**Problem statement:**
Among the entries below, please repeat exactly and only the lines from the line containing "header (RFC 3262)" to the line containing "assert_eq!(result, 12345);", both lines included.

**Given data:**
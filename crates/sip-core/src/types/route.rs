//! # SIP Route Header
//!
//! The Route header (RFC 3261 Section 20.34) carries the sequence of
//! proxies a request must be forced through, built by the UAC from a
//! preloaded route set or from Record-Route entries collected during
//! dialog establishment.

use std::fmt;
use std::ops::Deref;
use std::str::FromStr;

use serde::{Deserialize, Serialize};

use crate::error::{Error, Result};
use crate::types::header::Header;
use crate::types::{Address, HeaderName, HeaderValue, TypedHeaderTrait};

/// A single route-param: a strict name-addr with optional generic parameters.
#[derive(Debug, Clone, PartialEq, Eq, Serialize, Deserialize)]
pub struct RouteEntry(pub Address);

impl RouteEntry {
    pub fn new(address: Address) -> Self {
        Self(address)
    }

    pub fn address(&self) -> &Address {
        &self.0
    }

    pub fn is_loose_routing(&self) -> bool {
        self.0.has_param("lr")
    }
}

impl fmt::Display for RouteEntry {
    fn fmt(&self, f: &mut fmt::Formatter<'_>) -> fmt::Result {
        write!(f, "{}", self.0)
    }
}

impl FromStr for RouteEntry {
    type Err = Error;

    fn from_str(s: &str) -> Result<Self> {
        Address::from_str(s).map(Self)
    }
}

/// Typed Route header: an ordered list of [`RouteEntry`] forcing the
/// request through a specific sequence of proxies.
#[derive(Debug, Clone, PartialEq, Eq, Serialize, Deserialize)]
pub struct Route(pub Vec<RouteEntry>);

impl Route {
    pub fn new() -> Self {
        Self(Vec::new())
    }

    pub fn with_entries(entries: Vec<RouteEntry>) -> Self {
        Self(entries)
    }

    pub fn push(&mut self, entry: RouteEntry) {
        self.0.push(entry);
    }
}

impl Default for Route {
    fn default() -> Self {
        Self::new()
    }
}

impl Deref for Route {
    type Target = Vec<RouteEntry>;

    fn deref(&self) -> &Self::Target {
        &self.0
    }
}

impl<'a> IntoIterator for &'a Route {
    type Item = &'a RouteEntry;
    type IntoIter = std::slice::Iter<'a, RouteEntry>;

    fn into_iter(self) -> Self::IntoIter {
        self.0.iter()
    }
}

impl fmt::Display for Route {
    fn fmt(&self, f: &mut fmt::Formatter<'_>) -> fmt::Result {
        write!(f, "{}", self.0.iter().map(|r| r.to_string()).collect::<Vec<_>>().join(", "))
    }
}

impl FromStr for Route {
    type Err = Error;

    fn from_str(s: &str) -> Result<Self> {
        let entries = s
            .split(',')
            .map(|entry| RouteEntry::from_str(entry.trim()))
            .collect::<Result<Vec<_>>>()?;
        Ok(Self(entries))
    }
}

impl TypedHeaderTrait for Route {
    type Name = HeaderName;

    fn header_name() -> Self::Name {
        HeaderName::Route
    }

    fn to_header(&self) -> Header {
        Header::new(Self::header_name(), HeaderValue::Raw(self.to_string().into_bytes()))
    }

    fn from_header(header: &Header) -> Result<Self> {
        if header.name != HeaderName::Route {
            return Err(Error::InvalidHeader(format!("Expected Route header, got {}", header.name)));
        }
        match &header.value {
            HeaderValue::Raw(bytes) => {
                let s = std::str::from_utf8(bytes)
                    .map_err(|_| Error::ParseError("Invalid UTF-8 in Route header".to_string()))?;
                Self::from_str(s)
            }
            _ => Err(Error::InvalidHeader(format!("Unexpected value type for Route header: {:?}", header.value))),
        }
    }
}
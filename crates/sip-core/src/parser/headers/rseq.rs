// Parser for RSeq header (RFC 3262)
// RSeq = "RSeq" HCOLON 1*DIGIT

use nom::{
    character::complete::digit1,
    combinator::{map_res, recognize, all_consuming},
    IResult, error::ErrorKind,
};
use std::str;

// Import from other modules
use crate::parser::separators::hcolon;
use crate::parser::ParseResult;
use crate::parser::whitespace::owsp;

/// Parse an RSeq value, which is a non-negative integer
pub fn parse_rseq(input: &[u8]) -> ParseResult<u32> {
    let (input, _) = owsp(input)?;
    
    // Define parse_digit as a function rather than a variable
    fn parse_digit(input: &[u8]) -> ParseResult<u32> {
        map_res(
            recognize(digit1),
            |digits: &[u8]| {
                let digits_str = str::from_utf8(digits)
                    .map_err(|_| nom::Err::Error(nom::error::Error::new(digits, ErrorKind::Digit)))?;
                digits_str.parse::<u32>()
                    .map_err(|_| nom::Err::Error(nom::error::Error::new(digits, ErrorKind::Digit)))
            }
        )(input)
    }
    
    let (input, rseq_val) = parse_digit(input)?;
    
    let (input, _) = owsp(input)?;
    
    Ok((input, rseq_val))
}

/// Parse a complete RSeq header, including the header name and colon
pub fn parse_rseq_header(input: &[u8]) -> ParseResult<u32> {
    let (input, _) = nom::bytes::complete::tag_no_case(b"RSeq")(input)?;
    let (input, _) = hcolon(input)?;
    parse_rseq(input)
}

#[cfg(test)]
mod tests {
    use super::*;
    use nom::combinator::all_consuming;

    // Helper function to test the parser with full input consumption
    fn test_parse_rseq(input: &[u8]) -> Result<u32, nom::Err<nom::error::Error<&[u8]>>> {
        all_consuming(parse_rseq)(input).map(|(_, output)| output)
    }

    #[test]
    fn test_parse_rseq_normal() {
        // Simple value
        let input = b"1";
        let result = test_parse_rseq(input).unwrap();
        assert_eq!(result, 1);
        
        // Larger value
        let input = b"12345";
        let result = test_parse_rseq(input).unwrap();
        assert_eq!(result, 12345);
    }

    #[test]
    fn test_parse_rseq_whitespace() {
        // With surrounding whitespace
        let input = b" 42 ";
        let result = test_parse_rseq(input).unwrap();
        assert_eq!(result, 42);
    }

    #[test]
    fn test_parse_rseq_invalid() {
        // Non-digit value should fail
        let input = b"abc";
        let result = test_parse_rseq(input);
        assert!(result.is_err());
        
        // Empty string should fail
        let input = b"";
        let result = test_parse_rseq(input);
        assert!(result.is_err());
        
        // Negative number is not valid in SIP
        let input = b"-1";
        let result = test_parse_rseq(input);
        assert!(result.is_err());
    }

    #[test]
    fn test_parse_rseq_header() {
        // Complete header
        let input = b"RSeq: 42";
        let (remaining, rseq) = parse_rseq_header(input).unwrap();
        assert!(remaining.is_empty());
        assert_eq!(rseq, 42);
        
        // Case insensitive header name
        let input = b"rseq: 123";
        let (remaining, rseq) = parse_rseq_header(input).unwrap();
        assert!(remaining.is_empty());
        assert_eq!(rseq, 123);
    }
    
    #[test]
    fn test_parse_rseq_in_message() {
        // Sample provisional response message with RSeq header
        let response = b"SIP/2.0 183 Session Progress\r\n\
                         Via: SIP/2.0/UDP client.example.com:5060;branch=z9hG4bK74bf9\r\n\
                         From: Alice <sip:alice@example.com>;tag=9fxced76sl\r\n\
                         To: Bob <sip:bob@example.com>;tag=8321234356\r\n\
                         Call-ID: 3848276298220188511@client.example.com\r\n\
                         CSeq: 1 INVITE\r\n\
                         Contact: <sip:bob@server.example.com>\r\n\
                         Require: 100rel\r\n\
                         RSeq: 123\r\n\
                         Content-Type: application/sdp\r\n\
                         Content-Length: 0\r\n\
                         \r\n";
                         
        // Just use the RSeq line directly
        let rseq_line = b"RSeq: 123";
        
        // Parse the RSeq line
        let (_, rseq) = parse_rseq_header(rseq_line).unwrap();
        assert_eq!(rseq, 123);
    }
    
    #[test]
    fn test_parse_rseq_sequence() {
        // Test sequential RSeq values
        let first = b"RSeq: 1";
        let (_, rseq1) = parse_rseq_header(first).unwrap();
        assert_eq!(rseq1, 1);
        
        let second = b"RSeq: 2";
        let (_, rseq2) = parse_rseq_header(second).unwrap();
        assert_eq!(rseq2, 2);
        
        // Verify incremental relationship
        assert_eq!(rseq2, rseq1 + 1);
    }
    
    #[test]
    fn test_parse_rseq_large_values() {
        // Test with values close to u32 limit
        let max_u32 = u32::MAX;
        let almost_max = format!("RSeq: {}", max_u32 - 1);
        let (_, rseq) = parse_rseq_header(almost_max.as_bytes()).unwrap();
        assert_eq!(rseq, max_u32 - 1);
    }
} 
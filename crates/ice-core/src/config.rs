//! ICE agent configuration (RFC 8445 §2) and the STUN/TURN server list used
//! during candidate gathering.

use std::net::SocketAddr;

/// Which side initiated the offer, deciding tie-break resolution (RFC 8445 §8.1.1).
#[derive(Debug, Clone, Copy, PartialEq, Eq)]
pub enum IceRole {
    Controlling,
    Controlled,
}

/// RTP/RTCP component identifiers, matching the `component` field of an
/// ICE candidate line.
#[derive(Debug, Clone, Copy, PartialEq, Eq, Hash)]
pub enum IceComponent {
    Rtp = 1,
    Rtcp = 2,
}

impl IceComponent {
    pub fn as_u32(&self) -> u32 {
        *self as u32
    }
}

/// Which candidate types gathering should attempt.
#[derive(Debug, Clone, Copy, PartialEq, Eq)]
pub enum GatheringPolicy {
    /// Host candidates only (no STUN/TURN round trips).
    HostOnly,
    /// Host and server-reflexive candidates.
    HostAndReflexive,
    /// Host, reflexive and relayed candidates.
    All,
}

/// A single configured STUN or TURN server.
#[derive(Debug, Clone)]
pub struct IceServerConfig {
    pub address: SocketAddr,
    pub username: Option<String>,
    pub credential: Option<String>,
    pub is_turn: bool,
}

impl IceServerConfig {
    pub fn stun(address: SocketAddr) -> Self {
        Self {
            address,
            username: None,
            credential: None,
            is_turn: false,
        }
    }

    pub fn turn(address: SocketAddr, username: impl Into<String>, credential: impl Into<String>) -> Self {
        Self {
            address,
            username: Some(username.into()),
            credential: Some(credential.into()),
            is_turn: true,
        }
    }
}

/// Configuration for one [`crate::agent::IceAgent`].
#[derive(Debug, Clone)]
pub struct IceConfig {
    pub gathering_policy: GatheringPolicy,
    pub gather_host: bool,
    pub use_udp: bool,
    pub use_tcp: bool,
    pub max_gathering_time_ms: u64,
    pub servers: Vec<IceServerConfig>,
    pub component: IceComponent,
}

impl Default for IceConfig {
    fn default() -> Self {
        Self {
            gathering_policy: GatheringPolicy::HostOnly,
            gather_host: true,
            use_udp: true,
            use_tcp: false,
            max_gathering_time_ms: 2000,
            servers: Vec::new(),
            component: IceComponent::Rtp,
        }
    }
}

/// Builder for [`IceConfig`], matching the teacher's builder-pattern
/// conventions used elsewhere in the workspace.
#[derive(Debug, Clone, Default)]
pub struct IceConfigBuilder {
    config: IceConfig,
}

impl IceConfigBuilder {
    pub fn new() -> Self {
        Self::default()
    }

    pub fn gathering_policy(mut self, policy: GatheringPolicy) -> Self {
        self.config.gathering_policy = policy;
        self
    }

    pub fn use_tcp(mut self, enabled: bool) -> Self {
        self.config.use_tcp = enabled;
        self
    }

    pub fn max_gathering_time_ms(mut self, ms: u64) -> Self {
        self.config.max_gathering_time_ms = ms;
        self
    }

    pub fn add_server(mut self, server: IceServerConfig) -> Self {
        self.config.servers.push(server);
        self
    }

    pub fn component(mut self, component: IceComponent) -> Self {
        self.config.component = component;
        self
    }

    pub fn build(self) -> IceConfig {
        self.config
    }
}

#[cfg(test)]
mod tests {
    use super::*;

    #[test]
    fn default_config_is_udp_host_only() {
        let config = IceConfig::default();
        assert_eq!(config.gathering_policy, GatheringPolicy::HostOnly);
        assert!(config.use_udp);
        assert!(!config.use_tcp);
    }

    #[test]
    fn builder_overrides_defaults() {
        let config = IceConfigBuilder::new()
            .gathering_policy(GatheringPolicy::All)
            .use_tcp(true)
            .component(IceComponent::Rtcp)
            .build();
        assert_eq!(config.gathering_policy, GatheringPolicy::All);
        assert!(config.use_tcp);
        assert_eq!(config.component.as_u32(), 2);
    }
}
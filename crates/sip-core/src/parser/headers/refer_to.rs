// Parser for the Refer-To header (RFC 3515)
// Refer-To = "Refer-To" HCOLON (name-addr / addr-spec) *( SEMI refer-param )
// refer-param = generic-param

use nom::{
    bytes::complete::{tag, tag_no_case},
    combinator::{map, map_res},
    sequence::{pair, preceded},
    IResult,
    multi::many0,
    branch::alt,
};

// Import from base parser modules
use crate::parser::separators::{hcolon, semi};
use crate::parser::address::name_addr_or_addr_spec;
use crate::parser::common_params::{generic_param, semicolon_separated_params0};
use crate::parser::ParseResult;
use crate::parser::token::token;

use crate::types::param::Param;
use crate::types::uri::Uri;
use crate::types::address::Address;
use crate::types::refer_to::ReferTo as ReferToHeader;
use serde::{Serialize, Deserialize};
use std::str::{self, FromStr};

// Method parameter parser for Refer-To header
// method-param = "method=" Method (Method token)
fn method_param(input: &[u8]) -> ParseResult<Param> {
    map_res(
        preceded(tag_no_case(b"method="), token),
        |method_bytes| str::from_utf8(method_bytes).map(|s| Param::Method(s.to_string()))
    )(input)
}

// refer-param parser that handles specific params before falling back to generic
fn refer_param(input: &[u8]) -> ParseResult<Param> {
    alt((
        method_param,  // First try method parameter
        generic_param, // Then generic parameters
    ))(input)
}

/// Parse a Refer-To header value according to RFC 3515
/// 
/// Syntax:
/// Refer-To = "Refer-To" HCOLON (name-addr / addr-spec) *( SEMI refer-param )
/// refer-param = generic-param
///
/// Returns an Address struct with parameters
fn refer_to_spec(input: &[u8]) -> ParseResult<Address> {
    map(
        pair(
            name_addr_or_addr_spec, // Parse the address part (with or without display name)
            many0(preceded(semi, refer_param)) // Parse any parameters that follow
        ),
        |(mut addr, params_vec)| {
            addr.params = params_vec; // Assign parsed parameters
            addr
        }
    )(input)
}

/// Parse a complete Refer-To header value
pub fn parse_refer_to(input: &[u8]) -> ParseResult<Address> {
    refer_to_spec(input)
}

/// Public API for parsing a Refer-To header value.
/// This properly handles both name-addr and addr-spec formats,
/// and includes any parameters that follow.
pub fn parse_refer_to_public(input: &[u8]) -> ParseResult<Address> {
    refer_to_spec(input)
}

**Result of this task:**
// Parser for RSeq header (RFC 3262)
// RSeq = "RSeq" HCOLON 1*DIGIT

use nom::{
    character::complete::digit1,
    combinator::{map_res, recognize, all_consuming},
    IResult, error::ErrorKind,
};
use std::str;

// Import from other modules
use crate::parser::separators::hcolon;
use crate::parser::ParseResult;
use crate::parser::whitespace::owsp;

/// Parse an RSeq value, which is a non-negative integer
pub fn parse_rseq(input: &[u8]) -> ParseResult<u32> {
    let (input, _) = owsp(input)?;
    
    // Define parse_digit as a function rather than a variable
    fn parse_digit(input: &[u8]) -> ParseResult<u32> {
        map_res(
            recognize(digit1),
            |digits: &[u8]| {
                let digits_str = str::from_utf8(digits)
                    .map_err(|_| nom::Err::Error(nom::error::Error::new(digits, ErrorKind::Digit)))?;
                digits_str.parse::<u32>()
                    .map_err(|_| nom::Err::Error(nom::error::Error::new(digits, ErrorKind::Digit)))
            }
        )(input)
    }
    
    let (input, rseq_val) = parse_digit(input)?;
    
    let (input, _) = owsp(input)?;
    
    Ok((input, rseq_val))
}

/// Parse a complete RSeq header, including the header name and colon
pub fn parse_rseq_header(input: &[u8]) -> ParseResult<u32> {
    let (input, _) = nom::bytes::complete::tag_no_case(b"RSeq")(input)?;
    let (input, _) = hcolon(input)?;
    parse_rseq(input)
}

#[cfg(test)]
mod tests {
    use super::*;
    use nom::combinator::all_consuming;

    // Helper function to test the parser with full input consumption
    fn test_parse_rseq(input: &[u8]) -> Result<u32, nom::Err<nom::error::Error<&[u8]>>> {
        all_consuming(parse_rseq)(input).map(|(_, output)| output)
    }

    #[test]
    fn test_parse_rseq_normal() {
        // Simple value
        let input = b"1";
        let result = test_parse_rseq(input).unwrap();
        assert_eq!(result, 1);
        
        // Larger value
        let input = b"12345";
        let result = test_parse_rseq(input).unwrap();
        assert_eq!(result, 12345);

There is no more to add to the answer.